Core tools underpin research in agriculture, health and industry. That is much of the world economy.

Written by ZhouYi Wang and Dirk van der Kley

Key takeaways

• PRC firms are moving beyond scale and into tool-making. HuidaGene (辉大基因) has begun patenting newly engineered Cas proteins as a way to work around the challenging CRISPR IP landscape.

• The govt tries to patch its weakest links: AI-driven protein design, DNA-encoded chemical libraries, high-quality DNA assembly kits, microfluidics and fully functional biofoundries.

• Bit-by-bit China is developing its own tools.

• The technologies have a serious possibility of getting caught up in US-China geopolitics.

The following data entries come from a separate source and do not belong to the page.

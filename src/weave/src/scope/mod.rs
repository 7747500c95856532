//! Scopes: bags of per-scope instances with deterministic teardown.

pub(crate) mod core;
pub(crate) mod thread;

use std::fmt::{Debug, Formatter, Result as FmtResult};
use std::sync::Arc;
use std::thread::ThreadId;

use tracing::debug;

use crate::collection::Collection;
use crate::container::core::ContainerCore;
use crate::container::injector::{Injector, InjectorError};
use crate::container::registry::ContainerId;
use crate::instance::Instance;
use crate::key::ServiceType;
use crate::provider::context::CallContext;

use self::core::ScopeCore;

/// Supplies the active scope for
/// [`ScopedLifestyle::Custom`](crate::lifetime::ScopedLifestyle::Custom).
pub trait ScopeProvider: Send + Sync + 'static {
    fn name(&self) -> &str;

    fn current_scope(&self) -> Option<ScopeRef>;
}

/// A shareable handle to a scope, which doesn't end the scope when dropped.
#[derive(Clone)]
pub struct ScopeRef {
    core: Arc<ScopeCore>,
}

impl ScopeRef {
    pub(crate) fn new(core: Arc<ScopeCore>) -> Self {
        Self { core }
    }

    pub(crate) fn core(&self) -> &Arc<ScopeCore> {
        &self.core
    }

    /// The container this scope was begun from.
    pub fn container(&self) -> ContainerId {
        self.core.container()
    }

    pub fn is_disposed(&self) -> bool {
        self.core.is_disposed()
    }

    pub fn get_item(&self, key: &str) -> Option<Instance> {
        self.core.get_item(key)
    }

    /// Stores `value` under `key`, or removes the item if `value` is
    /// [`None`].
    pub fn set_item(&self, key: &str, value: Option<Instance>) {
        self.core.set_item(key, value);
    }

    pub fn get_or_add_item<F>(&self, key: &str, factory: F) -> Instance
    where
        F: FnOnce() -> Instance,
    {
        self.core.get_or_add_item(key, factory)
    }

    pub fn when_scope_ends<F>(&self, action: F)
    where
        F: FnOnce() + Send + 'static,
    {
        self.core.when_scope_ends(action);
    }

    /// Returns true if both handles refer to the same scope.
    pub fn ptr_eq(&self, other: &ScopeRef) -> bool {
        Arc::ptr_eq(&self.core, &other.core)
    }
}

impl Debug for ScopeRef {
    fn fmt(&self, f: &mut Formatter<'_>) -> FmtResult {
        f.debug_struct("ScopeRef")
            .field("container", &self.container())
            .field("disposed", &self.is_disposed())
            .finish()
    }
}

/// A scope begun from a container.
///
/// Instances of scoped registrations resolved through a [`Scope`], or on the
/// thread which begun it, are cached in it. The scope ends when
/// [`Scope::dispose`] is called or when it is dropped.
///
/// # Examples
///
/// ```rust
/// # use std::convert::Infallible;
/// # use std::sync::Arc;
/// # use weave::prelude::*;
/// let container = Container::with_options(
///     ContainerOptions::default().with_default_scoped_lifestyle(ScopedLifestyle::Flowing),
/// );
/// container
///     .register(
///         ServiceType::of::<Arc<String>>(),
///         ServiceType::named("Session"),
///         ClosureProvider::new(|| Ok::<_, Infallible>(Arc::new(String::from("session")))),
///         Lifetime::Scoped,
///     )
///     .unwrap();
///
/// let scope = container.begin_scope();
/// let first: Arc<String> = scope.get_of().unwrap();
/// let second: Arc<String> = scope.get_of().unwrap();
/// assert!(Arc::ptr_eq(&first, &second));
/// ```
pub struct Scope {
    container: Arc<ContainerCore>,
    handle: ScopeRef,
    bound_on: ThreadId,
}

impl Scope {
    pub(crate) fn begin(container: Arc<ContainerCore>) -> Self {
        let core = Arc::new(ScopeCore::new(container.id()));
        thread::bind(&core);
        debug!(target: "weave", "scope begun");
        Self {
            container,
            handle: ScopeRef { core },
            bound_on: std::thread::current().id(),
        }
    }

    /// Begins a scope which ends no later than this one.
    pub fn begin_nested(&self) -> Scope {
        let nested = Self::begin(Arc::clone(&self.container));
        self.handle.core.add_child(&nested.handle.core);
        nested
    }

    pub fn resolve(&self, service_type: &ServiceType) -> Result<Instance, InjectorError> {
        self.container.resolve_root(service_type, Some(&self.handle))
    }

    pub fn resolve_all(&self, service_type: &ServiceType) -> Result<Collection, InjectorError> {
        self.container.resolve_all_root(service_type, Some(&self.handle))
    }

    pub fn handle(&self) -> &ScopeRef {
        &self.handle
    }

    pub fn is_disposed(&self) -> bool {
        self.handle.is_disposed()
    }

    pub fn get_item(&self, key: &str) -> Option<Instance> {
        self.handle.get_item(key)
    }

    pub fn set_item(&self, key: &str, value: Option<Instance>) {
        self.handle.set_item(key, value);
    }

    pub fn get_or_add_item<F>(&self, key: &str, factory: F) -> Instance
    where
        F: FnOnce() -> Instance,
    {
        self.handle.get_or_add_item(key, factory)
    }

    /// Registers `action` to run when the scope ends.
    pub fn when_scope_ends<F>(&self, action: F)
    where
        F: FnOnce() + Send + 'static,
    {
        self.handle.when_scope_ends(action);
    }

    /// Ends the scope. Calling it again has no effect.
    pub fn dispose(&self) {
        if std::thread::current().id() == self.bound_on {
            thread::unbind(&self.handle.core);
        }
        self.handle.core.dispose();
    }
}

impl Drop for Scope {
    fn drop(&mut self) {
        self.dispose();
    }
}

impl Debug for Scope {
    fn fmt(&self, f: &mut Formatter<'_>) -> FmtResult {
        f.debug_struct("Scope")
            .field("handle", &self.handle)
            .finish_non_exhaustive()
    }
}

impl Injector for Scope {
    fn dyn_get(&self, service_type: &ServiceType) -> Result<Instance, InjectorError> {
        self.resolve(service_type)
    }

    fn dyn_get_all(&self, service_type: &ServiceType) -> Result<Collection, InjectorError> {
        self.resolve_all(service_type)
    }

    fn dyn_get_dependency<'a>(
        &self,
        service_type: &ServiceType,
        context: &'a CallContext<'a>,
    ) -> Result<Instance, InjectorError> {
        self.container.dyn_get_dependency(service_type, context)
    }

    fn dyn_get_all_dependency<'a>(
        &self,
        service_type: &ServiceType,
        context: &'a CallContext<'a>,
    ) -> Result<Collection, InjectorError> {
        self.container.dyn_get_all_dependency(service_type, context)
    }
}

China has turned synthetic biology (SynBio) from promise into production. From the government’s 32 critical molecules target list to the rapid rise of domestic biopharma firms, its ambitions in SynBio are backed by results.

The 14th Five-Year Plan for the Bioeconomy tasked SynBio with securing China’s future needs in medicine, agriculture, and energy. This pressure has yielded industrial champions where Cathay Biotech (凯赛生物) now supplies ~80% of the world’s long-chain dicarboxylic acids (for nylon), and Huaheng Biotech (华恒生物) produces roughly half of global alanine (for food and pharmaceuticals).

These are impressive feats of bio-manufacturing. But scale is not sovereignty. The scientific tools that enabled these products were developed elsewhere.

This is the ceiling Beijing wants to break through. The same policy documents celebrating scale simultaneously call for a “high-level self-reliance and strength in science and technology” (literally in the first sentence of the bioeconomy plan). The solution, as stated in the 14th Five-Year Plan for the Bioeconomy, is “to develop high-throughput gene sequencing and drive innovation in next-generation sequencing marked by single-molecule sequencing. Strengthen R&D in bio-detection technologies such as microfluidics and high-sensitivity methods. Achieve breakthroughs in computational design of biomanufacturing microbial strains with high-throughput screening, efficient expression, and precise regulation technologies (开展前沿生物技术创新。高通量基因测序技术，推动以单分子测序为标志的新一代测序技术创新。加强微流控、高灵敏等生物检测技术研发。突破生物制造菌种计算设计、高通量筛选、高效表达、精准调控).”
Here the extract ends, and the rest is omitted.